Several Mikrotik routers we manage were recently exploited with a Winbox vulnerability (CVE-2018-14847, more information available here) and used to send email spam. Even though it was supposedly fixed with RouterOS 6.41.21, even after upgrading to 6.43.23 we encountered some devices that were still sending spam emails. It was only after locking down any unrequired services (specifically the SOCKS proxy) that it stopped.

This served as a reminder to ensure standard configuration, especially when it comes to security.
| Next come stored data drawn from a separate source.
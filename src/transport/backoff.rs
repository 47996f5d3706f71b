//! Reconnect delay schedule.

use std::time::Duration;

// ============================================================================
// ReconnectPolicy
// ============================================================================

/// Linear reconnect schedule: attempt `n` waits `n * base_delay`.
///
/// Attempts are numbered from 1. Once `attempt` exceeds `max_attempts` the
/// lifecycle gives up without waiting.
#[derive(Debug, Clone, Copy, PartialEq, Eq)]
pub struct ReconnectPolicy {
    base_delay: Duration,
    max_attempts: u32,
}

impl ReconnectPolicy {
    /// Creates a schedule.
    #[inline]
    #[must_use]
    pub const fn new(base_delay: Duration, max_attempts: u32) -> Self {
        Self {
            base_delay,
            max_attempts,
        }
    }

    /// Delay unit.
    #[inline]
    #[must_use]
    pub const fn base_delay(&self) -> Duration {
        self.base_delay
    }

    /// Attempts allowed before giving up.
    #[inline]
    #[must_use]
    pub const fn max_attempts(&self) -> u32 {
        self.max_attempts
    }

    /// Delay before `attempt`, or `None` once the cap is exceeded.
    #[must_use]
    pub fn next_delay(&self, attempt: u32) -> Option<Duration> {
        (attempt <= self.max_attempts).then(|| self.delay_for(attempt))
    }

    /// Delay before `attempt`, ignoring the cap.
    #[inline]
    #[must_use]
    pub fn delay_for(&self, attempt: u32) -> Duration {
        self.base_delay.saturating_mul(attempt)
    }
}

// ============================================================================
// Tests
// ============================================================================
Below is a snippet of the configuration we have rolled out:

First things first, change the default username and password.

/user set 0 password=correcthorsebatterystaple
/user set 0 name=routerosadmin comment="Default account, do not use for normal access!"

Create individual user accounts for all users who will need to administer the devices.

/user add name=tim password=correcthorsebatterystaple group=full comment="Timothy Neilen - answers IT"

Disable all unrequired services, especially when they aren’t encrypted… and when they are encrypted lock them down to only be accessible from certain IPs!

/ip service disable [find name=telnet]
/ip service disable [find name=ftp]
/ip service disable [find name=www]
/ip service disable [find name=www-ssl]
/ip service disable [find name=api]
/ip service disable [find name=api-ssl]
/tool bandwidth-server set enabled=no
/ip dns set allow-remote-requests=no
/ip socks set enabled=no
/ip service set winbox address=,
/ip service set ssh address=,

As a throwback to IOS days we set a MOTD too - it probably won’t deter any would be attackers, and it certainly won’t stop automated bruteforce attacks but if someone does gain access it’s a reminder that they are being monitored!

/system note set show-at-login=yes
/system note set note="You must have explicit, authorized permission to access or configure this device. Unauthorised attempts and actions to access or use this system may result in civil and/or criminal penalties. All activities performed on this device are logged and monitored."